Here's one part I will never be able to forgive the ID supporters, the accusation that science is in some way atheistic.  That is a lie and nothing more than another gutter level tactic. They try and sell the idea that if you support science, you are obviously an atheist.  They are trying to create an artificial binary choice as a tactic to push theists into the Creationism/ID side.  But most theists haven't bought into it.  Creationists, like the DI and the posters at Uncommon Descent, are not making much headway against not only actual scientists, but the religious groups and schools where they believe pushing their religion would be an advantage -- but major religious groups haven't bought into their snake oil.  Just check out the Clergy Letter project again to see what I am talking about, over 14,000 signatures of Christian, Jewish, Unitarian, and Buddhist clergy supporting real science over pseudo-science.

The third things I underlined, ID and it's implications.  Just what implications are they talking about?  What has the ID Movement (IDM) actually accomplished?  What implications are their for science?  So far, with the exception of a few politicians pandering for votes, exactly what has the impact of the past 20 years of the DI's marketing campaign been on science and on science education?  Pretty minimal.  They have achieved none of their goals, they have done nothing in the way of actual scientific research, and their collection of tactics and strategies relies on lies and mis-direction.

Finally, no amount of logic, evidence or even reasonable discourse, really?  Scientific theories get changed all the time.  Real scientists working in actual labs and studying biology have updated and augmented the Theory of Evolution since Darwin.  Logic and discourse are two of the tools they use regularly.  Although I have heard that the discourse isn't always considered 'reasonable', and you can always find examples of scientists who are dug in so deep it takes something like dynamite to get them to accept change, but if you look at the changes over the decades, you can see even the most entrenched 'evolutionist' has changed considerably over time.  Can Creationists say the same thing?

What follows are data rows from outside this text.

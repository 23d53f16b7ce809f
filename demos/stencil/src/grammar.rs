//! The stencil grammar: node kinds, strict nodes and emission.

use log::debug;
use scankit::{
    Arguments, Constraints, Error, Grammar, Lexer, Linker, NodeKind, NodeRef, ProcessedData,
};

use crate::delimiters::{Delimited, FILTER_KEY};

#[derive(Debug, Clone, Copy, PartialEq, Eq, PartialOrd, Ord, Hash, NodeKind)]
pub enum Kind {
    #[kind(base)]
    Node,
    Document,
    Text,
    Var,
    Block,
    #[kind(extends = Block)]
    Filter,
    #[kind(extends = Block)]
    Optional,
}

/// Text transformations selectable with `{#name ... #}`.
#[derive(Debug, Clone, Copy, PartialEq, Eq)]
pub enum Filter {
    Upper,
    Lower,
    Trim,
}

impl Filter {
    pub fn from_name(name: &str) -> Option<Self> {
        match name {
            "upper" => Some(Self::Upper),
            "lower" => Some(Self::Lower),
            "trim" => Some(Self::Trim),
            _ => None,
        }
    }

    pub fn apply(self, text: &str) -> String {
        match self {
            Self::Upper => text.to_uppercase(),
            Self::Lower => text.to_lowercase(),
            Self::Trim => text.trim().to_string(),
        }
    }
}

/// What a stencil node emits into the linker.
///
/// A [`Piece::Filter`] or [`Piece::Optional`] whose content held nested tags
/// is followed by a child linker with those tags' pieces; `body` is only
/// used when there is none.
#[derive(Debug, Clone, PartialEq, Eq)]
pub enum Piece {
    Text(String),
    Value { name: String, value: Option<String> },
    Filter { filter: Filter, body: String },
    Optional { body: String },
    Raw(ProcessedData<Kind>),
}

impl From<ProcessedData<Kind>> for Piece {
    fn from(data: ProcessedData<Kind>) -> Self {
        Self::Raw(data)
    }
}

/// The stencil mini-language.
#[derive(Debug)]
pub struct Stencil {
    lexer: Lexer<Kind>,
}

impl Stencil {
    pub fn new() -> Result<Self, Error> {
        let lexer = Lexer::new(Kind::Text, Kind::Document)
            .with_rule(Delimited::VAR)?
            .with_rule(Delimited::FILTER)?
            .with_rule(Delimited::OPTIONAL)?;
        Ok(Self { lexer })
    }
}

fn filter_of(node: NodeRef<'_, '_, Stencil>) -> Option<Filter> {
    node.token()
        .extra()
        .and_then(|extra| extra.get(FILTER_KEY))
        .and_then(|name| Filter::from_name(name))
}

impl Grammar for Stencil {
    type Kind = Kind;
    type Item = Piece;

    fn lexer(&self) -> &Lexer<Kind> {
        &self.lexer
    }

    fn constraints(&self, kind: Kind) -> Option<Constraints<Kind>> {
        match kind {
            Kind::Optional => Some(
                Constraints::new()
                    .with_disallowed(Kind::Node)
                    .with_allowed(Kind::Text)
                    .with_allowed(Kind::Var)
                    .with_mandatory(Kind::Var),
            ),
            _ => None,
        }
    }

    fn is_allowed(&self, node: NodeRef<'_, '_, Self>) -> Result<bool, Error> {
        node.check_constraints()?;
        match node.kind() {
            // a variable name is plain text
            Kind::Var if node.has_children() => {
                debug!("nested tag in variable {:?}", node.text());
                Ok(false)
            }
            Kind::Filter if filter_of(node).is_none() => {
                debug!("unknown filter in {:?}", node.text());
                Ok(false)
            }
            _ => Ok(true),
        }
    }

    fn make(
        &self,
        node: NodeRef<'_, '_, Self>,
        args: &Arguments,
        linker: &mut Linker<Piece>,
    ) -> Result<(), Error> {
        let piece = match node.kind() {
            Kind::Text => Piece::Text(node.text().to_string()),
            Kind::Var => {
                let name = node.content().trim();
                Piece::Value {
                    name: name.to_string(),
                    value: args.get(name).map(str::to_string),
                }
            }
            Kind::Filter => match filter_of(node) {
                Some(filter) => Piece::Filter {
                    filter,
                    body: node.content().to_string(),
                },
                None => Piece::Raw(node.processed_data()),
            },
            Kind::Optional => Piece::Optional {
                body: node.content().to_string(),
            },
            _ => node.processed_data().into(),
        };
        linker.append(piece);
        Ok(())
    }
}
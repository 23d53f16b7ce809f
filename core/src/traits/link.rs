use crate::Linker;

/// The grammar-specific assembly step run over a compiled [`Linker`] tree.
///
/// Compilation only accumulates; what the accumulated entries mean (a
/// string, an AST, bytecode) is decided here.
///
/// # Example
///
/// ```ignore
/// struct Concat;
///
/// impl Link<String> for Concat {
///     type Output = String;
///     type Error = core::convert::Infallible;
///
///     fn link(&self, linker: &Linker<String>) -> Result<String, Self::Error> {
///         Ok(linker.flatten().into_iter().cloned().collect())
///     }
/// }
/// ```
pub trait Link<T> {
    /// The final artifact.
    type Output;
    /// Failure of the assembly step.
    type Error;

    /// Assemble `linker` into the final artifact.
    fn link(&self, linker: &Linker<T>) -> Result<Self::Output, Self::Error>;
}
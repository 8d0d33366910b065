//! Delimited-text serialization.

use super::TabularRow;
use crate::error::EncodingError;

/// Serialize rows with a header line; fields are quoted as needed
pub(super) fn write(rows: &[TabularRow], delimiter: u8) -> Result<Vec<u8>, EncodingError> {
    let mut writer = csv::WriterBuilder::new()
        .delimiter(delimiter)
        .from_writer(Vec::new());
    for row in rows {
        writer.serialize(row)?;
    }
    writer
        .into_inner()
        .map_err(|e| EncodingError::Csv(e.into_error().into()))
}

How different are the DI's arguments from the William Paley "Natural Theology" arguments of the early 19th century?  While the terminology is different, the basic arguments are the same.  Said of Paley's Watchmaker Analogy:
" . . . creationists revived versions of the argument to dispute the concepts of evolution and natural selection, and there was renewed interest in the watchmaker argument. They related the analogy to the "argument from design," where it was used to support arguments for the existence of God, as well as for the intelligent design of the universe." (Wikipedia: Watchmaker Analogy)
All in all, I was entertained. I hope that Murray's granddaughter takes an actual science class from a school that teaches science, not the pseudo-science that Murray appears to like so much. OK, you can re-set the gain on your irony-meters back to normal. I just didn't want to be responsible for you having to replace them . . . yet again.